Will have to put them back on when I leave my desk though


----------



## krtek a houby (Sep 30, 2011)

I wouldn't inflict that on anyone


----------



## 5t3IIa (Sep 30, 2011)

I even go to the loo without them on. I know that will shock and disgust some but there are only two people on my floor (me and the boss) so I think it's OK.


----------



## gentlegreen (Sep 30, 2011)

Since I have to walk about quite a bit and carry stuff, I probably should wear safety shoes, but I certainly wear shoes - ones fit for the purpose of walking in ... (well-ventilated walking trainers)


----------



## 5t3IIa (Sep 30, 2011)

Shoe nazi alert!


----------



## quimcunx (Sep 30, 2011)

No.  I wear shoes made of gravel  and razor blades with 6 inch heels made of weebles.


----------



## 5t3IIa (Sep 30, 2011)

And _drenched _in perfume.


----------



## joustmaster (Sep 30, 2011)

I once lost my shoes at work. it took me nearly an hour to find them.


----------



## joustmaster (Sep 30, 2011)

5t3IIa said:


> I even go to the loo without them on. I know that will shock and disgust some but there are only two people on my floor (me and the boss) so I think it's OK.


mens toilets are too pissy for this. you are lucky.


----------



## beesonthewhatnow (Sep 30, 2011)

No, I usually have to have steel toecapped boots on for H&S reasons.


----------



## quimcunx (Sep 30, 2011)

5t3IIa said:


> And _drenched _in perfume.



*drenched*.


----------



## QueenOfGoths (Sep 30, 2011)

5t3IIa said:


> I even go to the loo without them on. I know that will shock and disgust some but there are only two people on my floor (me and the boss) so I think it's OK.


Me too - infact I will probably go off in a minute to hang around the rest room and make a cup of tea completely stark toe-d barefoot!


----------



## 5t3IIa (Sep 30, 2011)

beesonthewhatnow said:


> No, I usually have to have steel toecapped boots on for H&S reasons.



Also to avoid losing toes to the corner of a dropped monitor, I imagine?


----------



## 5t3IIa (Sep 30, 2011)

My mother drives with nude feet. That always made me think ''. Always. Everytime, for the years and years and years she made me live at her house.


----------



## beesonthewhatnow (Sep 30, 2011)

5t3IIa said:


> Also to avoid losing toes to the corner of a dropped monitor, I imagine?


Tipping flightcases is where you tend to be at risk. Some can be over 200kg.


----------



## 5t3IIa (Sep 30, 2011)

beesonthewhatnow said:


> Tipping flightcases is where you tend to be at risk. Some can be over 200kg.

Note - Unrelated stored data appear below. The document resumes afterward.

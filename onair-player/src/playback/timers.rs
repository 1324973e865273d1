//! Cancellable engine timers
//!
//! Each timer is a spawned sleep that posts a `TimerFired` message back to
//! the engine's event loop, so firing is serialized with every other input.
//! Cancelling aborts the task and forgets its generation; a firing that was
//! already queued before the abort carries a stale generation and is
//! rejected by `accept`.

use std::collections::HashMap;
use std::time::Duration;
use tokio::sync::mpsc;
use tokio::task::JoinHandle;
use tracing::trace;

/// Timer slots owned by the engine (at most one pending per kind)
#[derive(Debug, Clone, Copy, PartialEq, Eq, Hash)]
pub enum TimerKind {
    /// Backoff delay before an incremental reconnect
    Reconnect,
    /// Progressive check while buffering
    BufferCheck,
    /// Session heartbeat (repeating)
    Heartbeat,
    /// Pause between player teardown and rebuild
    RestartPause,
    /// Settle delay before resuming after foreground content
    ForegroundResume,
    /// Background time allowed before flushing the session
    BackgroundGrace,
}

impl TimerKind {
    pub const ALL: [TimerKind; 6] = [
        TimerKind::Reconnect,
        TimerKind::BufferCheck,
        TimerKind::Heartbeat,
        TimerKind::RestartPause,
        TimerKind::ForegroundResume,
        TimerKind::BackgroundGrace,
    ];
}

/// Message posted when a timer elapses
#[derive(Debug, Clone, Copy, PartialEq, Eq)]
pub struct TimerFired {
    pub kind: TimerKind,
    pub generation: u64,
}

struct Slot {
    generation: u64,
    repeating: bool,
    handle: JoinHandle<()>,
}

/// Owner of all engine timers. Dropping it aborts every pending timer.
pub struct Timers {
    tx: mpsc::UnboundedSender<TimerFired>,
    slots: HashMap<TimerKind, Slot>,
    next_generation: u64,
}

impl Timers {
    pub fn new(tx: mpsc::UnboundedSender<TimerFired>) -> Self {
        Self {
            tx,
            slots: HashMap::new(),
            next_generation: 0,
        }
    }

    /// Arm a one-shot timer, replacing any pending timer of the same kind
    pub fn schedule(&mut self, kind: TimerKind, delay: Duration) {
        self.arm(kind, delay, false);
    }

    /// Arm a repeating timer, replacing any pending timer of the same kind
    pub fn schedule_repeating(&mut self, kind: TimerKind, period: Duration) {
        self.arm(kind, period, true);
    }

    /// Cancel a pending timer. Returns true if one was pending.
    pub fn cancel(&mut self, kind: TimerKind) -> bool {
        match self.slots.remove(&kind) {
            Some(slot) => {
                slot.handle.abort();
                trace!("Cancelled {:?} timer (generation {})", kind, slot.generation);
                true
            }
            None => false,
        }
    }

    pub fn cancel_all(&mut self) {
        for kind in TimerKind::ALL {
            self.cancel(kind);
        }
    }

    pub fn is_pending(&self, kind: TimerKind) -> bool {
        self.slots.contains_key(&kind)
    }

    pub fn pending(&self) -> Vec<TimerKind> {
        TimerKind::ALL
            .into_iter()
            .filter(|kind| self.is_pending(*kind))
            .collect()
    }

    /// Validate a firing. One-shot timers are consumed; stale firings from
    /// cancelled or replaced timers return false.
    pub fn accept(&mut self, fired: TimerFired) -> bool {
        let Some(slot) = self.slots.get(&fired.kind) else {
            return false;
        };
        if slot.generation != fired.generation {
            return false;
        }
        if !slot.repeating {
            self.slots.remove(&fired.kind);
        }
        true
    }

    fn arm(&mut self, kind: TimerKind, period: Duration, repeating: bool) {
        self.cancel(kind);
        self.next_generation += 1;
        let generation = self.next_generation;
        let tx = self.tx.clone();

        let handle = tokio::spawn(async move {
            loop {
                tokio::time::sleep(period).await;
                if tx.send(TimerFired { kind, generation }).is_err() || !repeating {
                    break;
                }
            }
        });

        self.slots.insert(
            kind,
            Slot {
                generation,
                repeating,
                handle,
            },
        );
    }
}

impl Drop for Timers {
    fn drop(&mut self) {
        for slot in self.slots.values() {
            slot.handle.abort();
        }
    }
}
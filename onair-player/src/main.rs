//! OnAir Player (onair-player) - Main entry point
//!
//! Headless stream player: resolves configuration, starts the resilience
//! engine against the configured station and exposes it over HTTP/SSE until
//! Ctrl+C or SIGTERM.

use std::path::PathBuf;
use std::sync::Arc;
use std::time::Duration;

use anyhow::{Context, Result};
use clap::Parser;
use onair_common::config::ConfigFileResolver;
use onair_player::api::{self, AppContext};
use onair_player::config::PlayerConfig;
use onair_player::player::{HttpStreamPlayer, PlayerEventSender, PlayerFactory, StreamPlayer};
use onair_player::probe::HttpProbe;
use onair_player::remote_config::HttpRemoteConfig;
use onair_player::telemetry::{HttpTelemetrySink, TelemetrySink, TracingSink};
use onair_player::PlaybackEngine;
use tokio::signal;
use tracing::{error, info};
use tracing_subscriber::{layer::SubscriberExt, util::SubscriberInitExt, EnvFilter};

/// Command-line arguments for onair-player
#[derive(Parser, Debug)]
#[command(name = "onair-player")]
#[command(about = "Resilient internet radio stream player")]
#[command(version)]
struct Args {
    /// Config file (falls back to ONAIR_CONFIG, then the user config dir)
    #[arg(short, long)]
    config: Option<PathBuf>,

    /// Port to listen on (overrides the config file)
    #[arg(short, long, env = "ONAIR_PORT")]
    port: Option<u16>,

    /// Stream URL (overrides the config file)
    #[arg(long, env = "ONAIR_STREAM_URL")]
    stream_url: Option<String>,

    /// Start idle instead of connecting immediately
    #[arg(long)]
    no_autoplay: bool,
}

#[tokio::main]
async fn main() -> Result<()> {
    let args = Args::parse();

    let config_path = ConfigFileResolver::new().resolve(args.config.as_deref());
    let config = PlayerConfig::load(config_path.as_deref()).context("Failed to load configuration")?;

    init_tracing(&config).context("Failed to initialize logging")?;

    let port = args.port.unwrap_or(config.bootstrap.port);
    let stream_url = args
        .stream_url
        .clone()
        .unwrap_or_else(|| config.bootstrap.stream_url_or_default());

    info!("Starting OnAir Player v{} on port {}", env!("CARGO_PKG_VERSION"), port);
    match &config_path {
        Some(path) => info!("Config file: {}", path.display()),
        None => info!("No config file; using built-in defaults"),
    }

    let client = reqwest::Client::builder()
        .user_agent(concat!("onair-player/", env!("CARGO_PKG_VERSION")))
        .connect_timeout(Duration::from_secs(10))
        .build()
        .context("Failed to build HTTP client")?;

    let player_client = client.clone();
    let factory: Arc<dyn PlayerFactory> = Arc::new(
        move |events: PlayerEventSender| -> onair_player::Result<Arc<dyn StreamPlayer>> {
            Ok(Arc::new(HttpStreamPlayer::new(player_client.clone(), events)))
        },
    );

    let telemetry: Arc<dyn TelemetrySink> = match &config.bootstrap.telemetry_url {
        Some(url) => {
            info!("Telemetry endpoint: {}", url);
            Arc::new(HttpTelemetrySink::spawn(
                client.clone(),
                url.clone(),
                config.engine.telemetry.queue_capacity,
            ))
        }
        None => Arc::new(TracingSink),
    };

    let mut builder = PlaybackEngine::builder(config.engine.clone(), stream_url)
        .player_factory(factory)
        .telemetry_sink(telemetry);
    if config.engine.probe.enabled {
        builder = builder.probe(Arc::new(HttpProbe::new(client.clone())));
    }
    if let Some(url) = &config.bootstrap.remote_config_url {
        builder = builder.remote_config(Arc::new(HttpRemoteConfig::new(client.clone(), url.clone())));
    }

    // No wake lock on desktop platforms
    let engine = builder
        .spawn()
        .await
        .context("Failed to initialize playback engine")?;
    info!("Playback engine initialized for {}", engine.stream_url());

    if !args.no_autoplay {
        engine.play().context("Failed to start playback")?;
    }

    let ctx = AppContext {
        engine: engine.clone(),
        port,
    };
    api::run(ctx, shutdown_signal()).await.context("Server error")?;

    engine.dispose().await.context("Failed to dispose engine")?;
    info!("Shutdown complete");
    Ok(())
}

fn init_tracing(config: &PlayerConfig) -> Result<()> {
    let level = &config.bootstrap.logging.level;
    let filter = EnvFilter::try_from_default_env().unwrap_or_else(|_| {
        format!(
            "onair_player={level},onair_common={level},tower_http={level}",
            level = level
        )
        .into()
    });

    let registry = tracing_subscriber::registry().with(filter);
    match &config.bootstrap.logging.file {
        Some(path) => {
            let file = std::fs::OpenOptions::new()
                .create(true)
                .append(true)
                .open(path)
                .with_context(|| format!("Failed to open log file {}", path.display()))?;
            registry
                .with(
                    tracing_subscriber::fmt::layer()
                        .with_ansi(false)
                        .with_writer(std::sync::Mutex::new(file)),
                )
                .init();
        }
        None => registry.with(tracing_subscriber::fmt::layer()).init(),
    }
    Ok(())
}

/// Graceful shutdown signal handler
async fn shutdown_signal() {
    let ctrl_c = async {
        if let Err(e) = signal::ctrl_c().await {
            error!("Failed to install Ctrl+C handler: {}", e);
            std::future::pending::<()>().await;
        }
    };

    #[cfg(unix)]
    let terminate = async {
        match signal::unix::signal(signal::unix::SignalKind::terminate()) {
            Ok(mut sigterm) => {
                sigterm.recv().await;
            }
            Err(e) => {
                error!("Failed to install SIGTERM handler: {}", e);
                std::future::pending::<()>().await;
            }
        }
    };

    #[cfg(not(unix))]
    let terminate = std::future::pending::<()>();

    tokio::select! {
        _ = ctrl_c => info!("Received Ctrl+C, shutting down"),
        _ = terminate => info!("Received SIGTERM, shutting down"),
    }
}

Stuff from below is probably pretty grim if I understand you correctly i.e. you basically work in venues where much beer is consumed and stuff dropped :shudder:


----------



## 100% masahiko (Sep 30, 2011)

I take off shoes and socks too.
And I sometimes clip my toe nails with the office scissors.


----------



## smartlistful (Sep 30, 2011)

i always taking my shoes off when im already in the table.. well if you have foot odor dont take it off


----------



## Hocus Eye. (Sep 30, 2011)

5t3IIa said:


> My mother drives with nude feet. That always made me think ''. Always. Everytime, for the years and years and years she made me live at her house.


I knew a girl who learned to drive while not wearing shoes. Just before she took her test she had to get used to wearing them and found driving more difficult. She passed first time however.


----------



## scifisam (Sep 30, 2011)

I am currently working naked.


----------



## Me76 (Sep 30, 2011)

I do, but only normally in the summer as in the winter I wear knee high boots.

Although my current pair of boots have little decorative knobbly bits on the side that hurt when I cross my legs so I do unzip them and fold the tops down.


----------



## 5t3IIa (Sep 30, 2011)

You're wearing boots on a day like this?! I'm practically in my jammies!


----------



## Me76 (Sep 30, 2011)

No, not today.  Today I have my work sandals on.


----------



## 5t3IIa (Sep 30, 2011)

Aha. Work... sandals, eh.


----------



## moose (Sep 30, 2011)

Absolutely not. I get static shocks off everything metal in the office unless there's an inch of AirWair between me and the floor.


----------



## wayward bob (Sep 30, 2011)

i was drawing in the museum today and when i took my flip-flops off i hid them under my bag in case it was against the rules  but they're really uncomfy when you're sat cross-legged on the floor


----------



## equationgirl (Sep 30, 2011)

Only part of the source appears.